1991 Chevy Suburban with an odd miss/stumble at low throttle

To keep this tractor related, this is the vehicle I use to pull my 1964 Ford 4000 4 cylinder tractor.

This vehicle is my daily driver, a 1991 Chevy Suburban with a 5.7 (350) throttle body injection with 4L60E transmission. It has the stock distributor, coil seperate, not on top of distributor cap. The TBI unit (NOS) was replaced with the rebuild several years ago. It got a new Chinese distributor with the rebuild, but with a GM module.

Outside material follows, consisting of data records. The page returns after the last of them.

//! Run a classic CGI/1.1 program on behalf of an already-decoded request
//!
//! The bridge rebuilds what a CGI program expects to see (environment
//! variables and a request body on stdin) from a [`ParsedRequest`], runs the
//! program once, and splits its stdout into header lines and a body.
//!
//! Two known limitations come along with rebuilding a request after the fact:
//!
//! * Multipart bodies are re-synthesized from decoded fields and files. The
//!   original part order, per-part charsets and transfer encodings are gone,
//!   and field values are not checked for the boundary token, so a value that
//!   contains it will confuse the child's parser.
//! * Writing stdin and reading stdout from one thread can deadlock when the
//!   child fills its stdout pipe before it has read all of stdin. The process
//!   driver avoids this by writing from a second thread; see [`process`].

pub mod body;
pub mod env;
pub mod parser;
pub mod process;
pub mod splitter;

use crate::errors::Result;
use crate::request::ParsedRequest;

use std::ffi::OsString;
use std::io;
use std::path::{Path, PathBuf};
use std::process::ExitStatus;
use std::time::Duration;

/// A status line
#[derive(Debug, PartialEq, Eq)]
pub struct Status {
    pub code: u16,
    pub reason_phrase: Vec<u8>
}

/// A location redirect
#[derive(Debug, PartialEq, Eq)]
pub struct Location {
    pub url: Vec<u8>
}

/// Other headers
#[derive(Debug, PartialEq, Eq)]
pub struct Header {
    pub name: Vec<u8>,
    pub content: Vec<u8>
}

/// What a single CGI header line means to the server
#[derive(Debug, PartialEq, Eq)]
pub enum Field {
    Status(Status),
    Location(Location),
    Header(Header)
}

/// One header line exactly as the CGI program wrote it, minus the line
/// terminator
#[derive(Debug, Clone, PartialEq, Eq)]
pub struct HeaderLine(pub Vec<u8>);

impl HeaderLine {
    pub fn as_bytes(&self) -> &[u8] {
        &self.0
    }

    /// Interprets the line as a status, location, or plain header.
    pub fn field(&self) -> Option<Field> {
        parser::field(&self.0).ok().map(|(_, f)| f)
    }
}

/// Receives the translated response
///
/// `headers` is called at most once, with every header line the program
/// wrote; `body` follows zero or more times. Nothing is sent if the program
/// broke the protocol before its headers were complete.
pub trait ResponseSink {
    fn headers(&mut self, lines: &[HeaderLine]) -> io::Result<()>;
    fn body(&mut self, chunk: &[u8]) -> io::Result<()>;
}

/// A sink that keeps everything in memory
#[derive(Debug, Default)]
pub struct Collected {
    pub headers: Vec<HeaderLine>,
    pub body: Vec<u8>
}

impl ResponseSink for Collected {
    fn headers(&mut self, lines: &[HeaderLine]) -> io::Result<()> {
        self.headers.extend_from_slice(lines);
        Ok(())
    }

    fn body(&mut self, chunk: &[u8]) -> io::Result<()> {
        self.body.extend_from_slice(chunk);
        Ok(())
    }
}

/// How a run finished, once headers have gone out
#[derive(Debug)]
pub struct Report {
    /// `None` if the child could not be waited on
    pub status: Option<ExitStatus>,
    pub body_bytes: u64,
    /// Something went wrong after headers went out: the body was cut short
    /// by a read error or the timeout, or the request body did not fully
    /// reach the child
    pub truncated: bool
}

/// Runs one CGI script per request
#[derive(Debug, Clone)]
pub struct Bridge {
    script: PathBuf,
    interpreter: Option<PathBuf>,
    timeout: Option<Duration>,
    ambient: Option<Vec<(OsString, OsString)>>
}

impl Bridge {
    pub fn new<P: Into<PathBuf>>(script: P) -> Bridge {
        Bridge {
            script: script.into(),
            interpreter: None,
            timeout: None,
            ambient: None
        }
    }

    /// Run the script as the sole argument of `interpreter`
    pub fn interpreter<P: Into<PathBuf>>(mut self, interpreter: P) -> Bridge {
        self.interpreter = Some(interpreter.into());
        self
    }

    /// Kill the child if it has not finished after `timeout`
    pub fn timeout(mut self, timeout: Duration) -> Bridge {
        self.timeout = Some(timeout);
        self
    }

    /// Use `vars` instead of this process's environment when deciding what
    /// the child already inherits
    pub fn ambient<I>(mut self, vars: I) -> Bridge
        where I: IntoIterator<Item = (OsString, OsString)>
    {
        self.ambient = Some(vars.into_iter().collect());
        self
    }

    pub fn script(&self) -> &Path {
        &self.script
    }

    /// Runs the script for `req`, sending its response to `sink`.
    ///
    /// On `Err` nothing has been passed to `sink`.
    pub fn run(&self, req: &ParsedRequest, sink: &mut dyn ResponseSink)
               -> Result<Report>
    {
        let environment = match self.ambient {
            Some(ref vars) => env::build(vars.iter().cloned(), req),
            None => env::build(::std::env::vars_os(), req)
        };

        let mut command = process::command(&self.script,
                                           self.interpreter.as_ref()
                                               .map(PathBuf::as_path));
        environment.apply(&mut command);

        process::run(command, req, sink, self.timeout)
    }
}
//! Parsers for CGI/1.1 framing

use crate::cgi::{Field, Header, Location, Status};

use nom::IResult;
use nom::branch::alt;
use nom::bytes::complete::{tag, tag_no_case, take_till, take_till1, take_while,
                           take_while1, take_while_m_n};
use nom::character::is_digit;
use nom::combinator::{all_consuming, map, map_res, opt};
use nom::sequence::{preceded, terminated, tuple};

use std::str::{self, FromStr};

/// Extracts the boundary token from a `multipart/form-data` content type.
///
/// Only the exact form `multipart/form-data; boundary=<token>` is recognized,
/// where the token is the run of non-whitespace after the `=`. Anything else
/// is treated as a raw body by the caller.
pub fn multipart_boundary(content_type: &str) -> Option<&str> {
    let parsed: IResult<&str, &str> = preceded(
        tag("multipart/form-data; boundary="),
        take_till1(char::is_whitespace)
    )(content_type);

    parsed.ok().map(|(_, token)| token)
}

#[test]
fn boundary_plain() {
    assert_eq!(multipart_boundary("multipart/form-data; boundary=XYZ"),
               Some("XYZ"));
}

#[test]
fn boundary_stops_at_whitespace() {
    assert_eq!(multipart_boundary("multipart/form-data; boundary=a-b_c d=e"),
               Some("a-b_c"));
}

#[test]
fn boundary_keeps_trailing_parameters_in_token() {
    assert_eq!(multipart_boundary("multipart/form-data; boundary=abc;charset=x"),
               Some("abc;charset=x"));
}

#[test]
fn boundary_rejects_other_types() {
    assert_eq!(multipart_boundary("application/x-www-form-urlencoded"), None);
    assert_eq!(multipart_boundary("multipart/form-data; boundary="), None);
    assert_eq!(multipart_boundary("multipart/form-data;boundary=XYZ"), None);
    assert_eq!(multipart_boundary(""), None);
}

/// Returns `true` iff the line is nothing but a line terminator.
///
/// A bare `"\r"` only shows up as the very last line of a stream, since lines
/// are split on `'\n'`.
pub fn is_blank_line(line: &[u8]) -> bool {
    let parsed: IResult<&[u8], &[u8]> =
        all_consuming(alt((tag("\r\n"), tag("\n"), tag("\r"))))(line);
    parsed.is_ok()
}

#[test]
fn blank_lines() {
    assert!(is_blank_line(b"\n"));
    assert!(is_blank_line(b"\r\n"));
    assert!(is_blank_line(b"\r"));
    assert!(!is_blank_line(b""));
    assert!(!is_blank_line(b" \r\n"));
    assert!(!is_blank_line(b"\r\n\r\n"));
    assert!(!is_blank_line(b"X-Foo: bar\r\n"));
}

fn cr_or_lf(x: u8) -> bool {
    x == b'\n' || x == b'\r'
}

fn lwsp(x: u8) -> bool {
    x == b' ' || x == b'\t'
}

fn is_colon(x: u8) -> bool {
    x == b':'
}

fn code(input: &[u8]) -> IResult<&[u8], u16> {
    map_res(
        map_res(take_while_m_n(3, 3, is_digit), str::from_utf8),
        u16::from_str
    )(input)
}

fn text(input: &[u8]) -> IResult<&[u8], &[u8]> {
    take_till(cr_or_lf)(input)
}

pub fn status(input: &[u8]) -> IResult<&[u8], Status> {
    map(
        tuple((
            tag_no_case("Status:"),
            take_while(lwsp),
            code,
            opt(preceded(take_while1(lwsp), text))
        )),
        |(_, _, code, phrase)| Status {
            code: code,
            reason_phrase: Vec::from(phrase.unwrap_or(&b""[..]))
        }
    )(input)
}

pub fn location(input: &[u8]) -> IResult<&[u8], Location> {
    map(
        preceded(tuple((tag_no_case("Location:"), take_while(lwsp))), text),
        |uri| Location { url: Vec::from(uri) }
    )(input)
}

pub fn header(input: &[u8]) -> IResult<&[u8], Header> {
    map(
        tuple((
            terminated(take_till1(|x: u8| is_colon(x) || cr_or_lf(x) || lwsp(x)),
                       tag(":")),
            take_while(lwsp),
            text
        )),
        |(name, _, content)| Header {
            name: Vec::from(name),
            content: Vec::from(content)
        }
    )(input)
}

/// Classifies a single CGI response header line.
pub fn field(input: &[u8]) -> IResult<&[u8], Field> {
    alt((
        map(status, Field::Status),
        map(location, Field::Location),
        map(header, Field::Header)
    ))(input)
}
//! A dead-simple router implementation
//!
//! A `Router` simply matches a request path against installed routes, in the
//! order they have been added, dispatching to the first handler that matches.
//! Matching is by whole path segments, so `/cgi-bin` does not match
//! `/cgi-binary`.

use crate::errors::*;
use crate::filesystem::split_query;
use crate::server::{Handler, Request, Response, Fresh};
use crate::server::error_messages::*;

use log::warn;

use std::path::{Path, PathBuf};

pub struct Router {
    routes: Vec<Route>
}

struct Route {
    path: PathBuf,
    handler: Box<dyn Handler>
}

impl Router {
    /// Index of the route that covers `target`, if any
    fn position(&self, target: &str) -> Option<usize> {
        let (path, _) = split_query(target);
        let request_path = Path::new(path);

        self.routes.iter().position(|route| request_path.starts_with(&route.path))
    }

    fn serve_inner(&self, req: Request, res: Response<Fresh>) -> Result<()> {
        match self.position(req.target()) {
            Some(i) => self.routes[i].handler.serve(req, res),
            None => error_404(res)?
        }

        Ok(())
    }

    /// Initialize a new, empty router
    pub fn new() -> Router {
        Router { routes: Vec::new() }
    }

    /// Create a route that will invoke the given `handler` for all methods
    pub fn route<H: Handler + 'static>(&mut self, path: PathBuf, handler: H) {
        self.routes.push(Route {
            path: path,
            handler: Box::new(handler)
        });
    }
}

impl Handler for Router {
    fn serve(&self, req: Request, res: Response<Fresh>) {
        match self.serve_inner(req, res) {
            Ok(_) => (),
            Err(e) => warn!("Error serving a request: {}", e)
        }
    }
}
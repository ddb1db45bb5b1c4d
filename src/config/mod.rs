pub mod parser;

use std::env;
use std::path::PathBuf;
use std::time::Duration;

/// A holder for app configuration
#[derive(Debug, Clone)]
pub struct Config {
    /// Port number to listen on
    pub port: u16,
    pub cgi: CgiConfig,
    pub limits: Limits,
    pub uploads: UploadConfig
}

impl Default for Config {
    fn default() -> Config {
        Config {
            port: 8000,
            cgi: Default::default(),
            limits: Default::default(),
            uploads: Default::default()
        }
    }
}

#[derive(Debug, Clone)]
pub struct CgiConfig {
    /// Where the scripts are located on disk
    pub root: PathBuf,
    /// Public URI prefix that gets mapped onto `root`
    pub public_prefix: PathBuf,
    /// Program to run scripts with, if they are not executable themselves
    pub interpreter: Option<PathBuf>,
    pub timeout: Option<Duration>
}

impl Default for CgiConfig {
    fn default() -> CgiConfig {
        CgiConfig {
            root: PathBuf::from("/usr/lib/cgi-bin"),
            public_prefix: PathBuf::from("/cgi-bin"),
            interpreter: None,
            timeout: None
        }
    }
}

#[derive(Debug, Clone)]
pub struct Limits {
    /// Largest request body accepted, in bytes
    pub max_body: u64,
    /// Largest single upload kept, in bytes
    pub max_upload: u64
}

impl Default for Limits {
    fn default() -> Limits {
        Limits {
            max_body: 8 * 1024 * 1024,
            max_upload: 2 * 1024 * 1024
        }
    }
}

#[derive(Debug, Clone)]
pub struct UploadConfig {
    /// Where uploaded files are spooled while a request runs
    pub dir: PathBuf
}

impl Default for UploadConfig {
    fn default() -> UploadConfig {
        UploadConfig { dir: env::temp_dir() }
    }
}
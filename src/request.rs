//! The decoded request handed to the bridge by its host
//!
//! By the time the bridge sees a request the host has already split cookies,
//! decoded form fields and spooled uploads to disk. The bridge only reads
//! these values; it never mutates or deletes anything it is given.

use std::fs::{self, File};
use std::io::{self, Cursor, Read};
use std::path::PathBuf;

/// Somewhere request bytes can be read from
#[derive(Debug, Clone, PartialEq, Eq)]
pub enum ByteSource {
    Memory(Vec<u8>),
    File(PathBuf)
}

impl ByteSource {
    pub fn empty() -> ByteSource {
        ByteSource::Memory(Vec::new())
    }

    /// Opens a fresh reader positioned at the first byte.
    pub fn open(&self) -> io::Result<Box<dyn Read + '_>> {
        match *self {
            ByteSource::Memory(ref bytes) => Ok(Box::new(Cursor::new(&bytes[..]))),
            ByteSource::File(ref path) => Ok(Box::new(File::open(path)?))
        }
    }

    /// Number of bytes `open` will yield
    pub fn len(&self) -> io::Result<u64> {
        match *self {
            ByteSource::Memory(ref bytes) => Ok(bytes.len() as u64),
            ByteSource::File(ref path) => Ok(fs::metadata(path)?.len())
        }
    }
}

impl Default for ByteSource {
    fn default() -> ByteSource {
        ByteSource::empty()
    }
}

/// How an upload fared while the host was receiving it
///
/// Mirrors the usual server-side upload error codes.
#[derive(Debug, Clone, Copy, PartialEq, Eq)]
pub enum UploadStatus {
    Ok,
    /// Bigger than the host allows
    TooLarge,
    /// The client stopped sending partway
    Partial,
    /// The form had a file input but nothing was chosen
    NoFile,
    /// The host could not spool the data
    CantWrite
}

impl UploadStatus {
    pub fn is_ok(self) -> bool {
        self == UploadStatus::Ok
    }
}

/// A file uploaded as part of a `multipart/form-data` request
#[derive(Debug, Clone, PartialEq, Eq)]
pub struct UploadedFile {
    /// The form field the file was sent under
    pub field: String,
    /// Filename as the client reported it
    pub filename: String,
    /// Content type as the client declared it
    pub content_type: String,
    pub status: UploadStatus,
    pub source: ByteSource
}

/// An already-decoded HTTP request
#[derive(Debug, Clone, Default, PartialEq, Eq)]
pub struct ParsedRequest {
    pub method: String,
    pub content_type: String,
    /// Raw request body; only used when the body is not multipart
    pub body: ByteSource,
    pub cookies: Vec<(String, String)>,
    /// Decoded multipart text fields, in the host's order
    pub fields: Vec<(String, String)>,
    /// Server variables, copied into the child's environment
    pub server: Vec<(String, String)>,
    pub files: Vec<UploadedFile>
}

impl ParsedRequest {
    pub fn new<M: Into<String>>(method: M) -> ParsedRequest {
        ParsedRequest {
            method: method.into(),
            ..Default::default()
        }
    }

    #[inline]
    pub fn is_post(&self) -> bool {
        self.method == "POST"
    }
}
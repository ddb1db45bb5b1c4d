//! Rebuilding the request body a CGI program reads from stdin
//!
//! Non-multipart bodies are handed over untouched. Multipart bodies have
//! already been taken apart by the host, so they are put back together from
//! the decoded fields and uploads: text fields first, then files, then the
//! closing boundary. CGI programs must not depend on part order, so the
//! reordering is harmless, but anything else the client sent per part
//! (charsets, transfer encodings, extra part headers) is lost.

use crate::cgi::parser::multipart_boundary;
use crate::request::{ParsedRequest, UploadedFile};

use std::borrow::Cow;
use std::io::{self, Read, Write};

/// Bytes moved per read when streaming a body or an upload
pub const CHUNK_SIZE: usize = 4096;

/// Content type sent for uploads that did not arrive intact
pub const FALLBACK_TYPE: &str = "application/octet-stream";

/// How the body is sent to the child
#[derive(Debug, PartialEq, Eq)]
pub enum Encoding {
    /// Nothing is written; stdin is closed straight away
    Empty,
    /// The raw request body, byte for byte
    Raw,
    /// A synthesized `multipart/form-data` stream. The delimiter already
    /// carries its leading `--`.
    Multipart { delimiter: String }
}

impl Encoding {
    pub fn of(req: &ParsedRequest) -> Encoding {
        if !req.is_post() {
            return Encoding::Empty;
        }

        match multipart_boundary(&req.content_type) {
            Some(token) => Encoding::Multipart { delimiter: format!("--{}", token) },
            None => Encoding::Raw
        }
    }
}

/// Replaces every `"` with `\"`. Nothing else is escaped.
pub fn escape_quotes(s: &str) -> Cow<str> {
    if s.contains('"') {
        Cow::Owned(s.replace('"', "\\\""))
    }
    else {
        Cow::Borrowed(s)
    }
}

fn field_head(delimiter: &str, name: &str) -> String {
    format!("{}\r\nContent-Disposition: form-data; name=\"{}\"\r\n\r\n",
            delimiter, escape_quotes(name))
}

fn file_head(delimiter: &str, file: &UploadedFile) -> String {
    let content_type = if file.status.is_ok() {
        &file.content_type[..]
    }
    else {
        FALLBACK_TYPE
    };

    format!("{}\r\nContent-Disposition: form-data; name=\"{}\"; \
             filename=\"{}\"\r\nContent-Type: {}\r\n\r\n",
            delimiter, escape_quotes(&file.field),
            escape_quotes(&file.filename), content_type)
}

fn terminator(delimiter: &str) -> String {
    format!("{}--\r\n", delimiter)
}

/// Copies `source` into `sink` one bounded chunk at a time.
pub fn copy_chunked<R: Read, W: Write>(mut source: R, mut sink: W)
                                       -> io::Result<u64>
{
    let mut buffer = [0u8; CHUNK_SIZE];
    let mut copied = 0;
    loop {
        let read = match source.read(&mut buffer) {
            Ok(0) => return Ok(copied),
            Ok(n) => n,
            Err(ref e) if e.kind() == io::ErrorKind::Interrupted => continue,
            Err(e) => return Err(e)
        };

        sink.write_all(&buffer[.. read])?;
        copied += read as u64;
    }
}

/// Writes the body for `req` to `sink`, returning the number of bytes
/// written.
///
/// Exactly one encoding is used per request, chosen by [`Encoding::of`].
pub fn write_body<W: Write>(req: &ParsedRequest, mut sink: W) -> io::Result<u64> {
    let written = match Encoding::of(req) {
        Encoding::Empty => 0,
        Encoding::Raw => copy_chunked(req.body.open()?, &mut sink)?,
        Encoding::Multipart { delimiter } => write_multipart(req, &delimiter, &mut sink)?
    };

    sink.flush()?;
    Ok(written)
}

fn write_multipart<W: Write>(req: &ParsedRequest, delimiter: &str, mut sink: W)
                             -> io::Result<u64>
{
    let mut written = 0;

    for &(ref name, ref value) in &req.fields {
        let head = field_head(delimiter, name);
        sink.write_all(head.as_bytes())?;
        sink.write_all(value.as_bytes())?;
        sink.write_all(b"\r\n")?;
        written += (head.len() + value.len() + 2) as u64;
    }

    for file in &req.files {
        let head = file_head(delimiter, file);
        sink.write_all(head.as_bytes())?;
        written += head.len() as u64;
        written += copy_chunked(file.source.open()?, &mut sink)?;
        sink.write_all(b"\r\n")?;
        written += 2;
    }

    let end = terminator(delimiter);
    sink.write_all(end.as_bytes())?;
    written += end.len() as u64;

    Ok(written)
}

/// The exact number of bytes [`write_body`] would write for `req`.
///
/// Uploaded files are measured, not read.
pub fn reconstructed_length(req: &ParsedRequest) -> io::Result<u64> {
    match Encoding::of(req) {
        Encoding::Empty => Ok(0),
        Encoding::Raw => req.body.len(),
        Encoding::Multipart { delimiter } => {
            let mut length = 0;
            for &(ref name, ref value) in &req.fields {
                length += (field_head(&delimiter, name).len() + value.len() + 2) as u64;
            }
            for file in &req.files {
                length += file_head(&delimiter, file).len() as u64;
                length += file.source.len()? + 2;
            }
            Ok(length + terminator(&delimiter).len() as u64)
        }
    }
}

#[cfg(test)]
mod test {
    use super::*;
    use crate::request::{ByteSource, UploadStatus};

    use std::io::Write;

    fn post(content_type: &str) -> ParsedRequest {
        let mut req = ParsedRequest::new("POST");
        req.content_type = content_type.to_owned();
        req
    }

    fn body_of(req: &ParsedRequest) -> Vec<u8> {
        let mut out = Vec::new();
        let written = write_body(req, &mut out).unwrap();
        assert_eq!(written, out.len() as u64);
        assert_eq!(reconstructed_length(req).unwrap(), written);
        out
    }

    fn upload(field: &str, filename: &str, content_type: &str, bytes: &[u8])
              -> UploadedFile {
        UploadedFile {
            field: field.to_owned(),
            filename: filename.to_owned(),
            content_type: content_type.to_owned(),
            status: UploadStatus::Ok,
            source: ByteSource::Memory(Vec::from(bytes))
        }
    }

    #[test]
    fn get_sends_nothing() {
        let mut req = ParsedRequest::new("GET");
        req.body = ByteSource::Memory(Vec::from(&b"ignored"[..]));
        assert_eq!(Encoding::of(&req), Encoding::Empty);
        assert!(body_of(&req).is_empty());
    }

    #[test]
    fn urlencoded_passes_through() {
        let mut req = post("application/x-www-form-urlencoded");
        req.body = ByteSource::Memory(Vec::from(&b"a=1&b=2"[..]));
        assert_eq!(body_of(&req), b"a=1&b=2");
    }

    #[test]
    fn raw_body_keeps_binary_bytes() {
        let bytes: Vec<u8> = (0 .. 3 * CHUNK_SIZE + 17).map(|i| (i % 256) as u8).collect();
        let mut req = post("application/octet-stream");
        req.body = ByteSource::Memory(bytes.clone());
        assert_eq!(body_of(&req), bytes);
    }

    #[test]
    fn raw_body_from_file() {
        let mut file = tempfile::NamedTempFile::new().unwrap();
        file.write_all(b"\x00\xff\xfe binary \r\n\x00").unwrap();

        let mut req = post("text/plain");
        req.body = ByteSource::File(file.path().to_owned());
        assert_eq!(body_of(&req), b"\x00\xff\xfe binary \r\n\x00");
    }

    #[test]
    fn single_field() {
        let mut req = post("multipart/form-data; boundary=XYZ");
        req.fields.push(("q".to_owned(), "hello world".to_owned()));

        assert_eq!(
            body_of(&req),
            &b"--XYZ\r\nContent-Disposition: form-data; name=\"q\"\r\n\r\nhello world\r\n--XYZ--\r\n"[..]
        );
    }

    #[test]
    fn empty_form_is_only_the_terminator() {
        let req = post("multipart/form-data; boundary=XYZ");
        assert_eq!(body_of(&req), b"--XYZ--\r\n");
    }

    #[test]
    fn fields_then_files_then_terminator() {
        let mut req = post("multipart/form-data; boundary=b0undary");
        req.files.push(upload("doc", "a.bin", "application/x-thing", b"\x00\x01\r\n\x02"));
        req.fields.push(("first".to_owned(), "1".to_owned()));
        req.fields.push(("second".to_owned(), "two\r\nlines".to_owned()));

        let expected: &[u8] = b"--b0undary\r\n\
Content-Disposition: form-data; name=\"first\"\r\n\r\n1\r\n\
--b0undary\r\n\
Content-Disposition: form-data; name=\"second\"\r\n\r\ntwo\r\nlines\r\n\
--b0undary\r\n\
Content-Disposition: form-data; name=\"doc\"; filename=\"a.bin\"\r\n\
Content-Type: application/x-thing\r\n\r\n\x00\x01\r\n\x02\r\n\
--b0undary--\r\n";

        assert_eq!(body_of(&req), expected);
    }

    #[test]
    fn quotes_are_escaped_in_names_only() {
        let mut req = post("multipart/form-data; boundary=X");
        req.fields.push(("say \"hi\"".to_owned(), "\"quoted\"".to_owned()));
        req.files.push(upload("f\"", "my \"file\".txt", "text/plain", b"x"));

        let body = String::from_utf8(body_of(&req)).unwrap();
        assert!(body.contains("name=\"say \\\"hi\\\"\"\r\n\r\n\"quoted\"\r\n"));
        assert!(body.contains("name=\"f\\\"\"; filename=\"my \\\"file\\\".txt\""));
    }

    #[test]
    fn failed_upload_gets_fallback_type() {
        let mut req = post("multipart/form-data; boundary=X");
        let mut file = upload("f", "evil.html", "text/html", b"");
        file.status = UploadStatus::TooLarge;
        req.files.push(file);

        let body = String::from_utf8(body_of(&req)).unwrap();
        assert!(body.contains("filename=\"evil.html\"\r\nContent-Type: application/octet-stream\r\n\r\n\r\n"));
        assert!(!body.contains("text/html"));
    }

    #[test]
    fn large_upload_from_disk() {
        let bytes: Vec<u8> = (0 .. 5 * CHUNK_SIZE + 3).map(|i| (i * 7 % 251) as u8).collect();
        let mut spool = tempfile::NamedTempFile::new().unwrap();
        spool.write_all(&bytes).unwrap();

        let mut req = post("multipart/form-data; boundary=X");
        let mut file = upload("f", "big", "application/octet-stream", b"");
        file.source = ByteSource::File(spool.path().to_owned());
        req.files.push(file);

        let body = body_of(&req);
        let head = b"--X\r\nContent-Disposition: form-data; name=\"f\"; filename=\"big\"\r\nContent-Type: application/octet-stream\r\n\r\n";
        assert_eq!(&body[.. head.len()], &head[..]);
        assert_eq!(&body[head.len() .. head.len() + bytes.len()], &bytes[..]);
        assert_eq!(&body[head.len() + bytes.len() ..], b"\r\n--X--\r\n");
    }

    #[test]
    fn missing_upload_source_is_an_error() {
        let mut req = post("multipart/form-data; boundary=X");
        let mut file = upload("f", "gone", "text/plain", b"");
        file.source = ByteSource::File("/nonexistent/cgi-bridge/upload".into());
        req.files.push(file);

        assert!(write_body(&req, Vec::new()).is_err());
    }

    #[test]
    fn non_post_multipart_is_empty() {
        let mut req = post("multipart/form-data; boundary=X");
        req.method = "PUT".to_owned();
        req.fields.push(("a".to_owned(), "b".to_owned()));
        assert_eq!(Encoding::of(&req), Encoding::Empty);
    }
}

It has a bone stock engine, a Jasper rebuild, and with about 100,000 miles on the rebuild has developed a cold start stumble, and a very strange ongoing stumble/shudder/miss when cruising at low load. Under acceleration the motor runs perfectly. Every once in a while the motor will stumble like you cut the key off for half a second. No pattern to that.

I replaced the ignition module inside the distributor a while back with a genuine GM module. No change. I replaced the O2 sensor. No change. I removed, checked, and replaced the EGR valve. No change.

I am leaning toward thinking it is some sort of weird vacuum leak that is jacking with the computer.

Ant ideas? What do I check next?
 
Those TBI's were known for sucking in the base gasket and causing a vacuum leak. But usually it would cause fast idle, and not be intermittent. There would be a whistling sound, louder than normal air intake.

Might try unplugging the EGR hose, go for a test drive. Not sure how it gets the vacuum signal, could be in the signal or the valve getting weak.

I hate parts guessing, but has the coil been replaced? Sometimes they short internally, give intermittent weak spark. Get it in the dark, use insulated wire puller pliers, slowly pull the coil wire out of the distributor, look and listen for the coil to start arcing and the engine faltering.
 
Blue Tractor Man,

Honestly, as a "test", block the egr port(s) completely, leaving the electrical connection to the egr intact. I am not a gambling man, however, a small wrench and a plate devised to seal the egr port on the manifold may result in a smooth running engine.

D.
 
Try to twist the TBI body by hand,if it moves, replace the gasket. No small pieces just the gasket.
 
Had very similar problem on 99 suburban with Vortec 350. What it was was arcing in the distributor cap. It took me a while to realize it was not a missfire but a rather a crossfire problem. A good cap from MSD solved the problem.

The difference between yours and mine is that the Vortec uses a "flat cap" where the plug wire outlets come out on the associated side. However, the TBI engines do have a smaller diameter distributor and cap when compared to the early HEI so crossfire may still be a possibility.
 
Can you get a code from it? I believe that vintage is a OBD 1 system. Usually turn the key so many times, press odometer reset a number of times or something and check engine light will flash a sequence.
 
(quoted from post at 09:02:48 06/13/19) Can you get a code from it? I believe that vintage is a OBD 1 system. Usually turn the key so many times, press odometer reset a number of times or something and check engine light will flash a sequence.

That would work if he was driving a Dodge.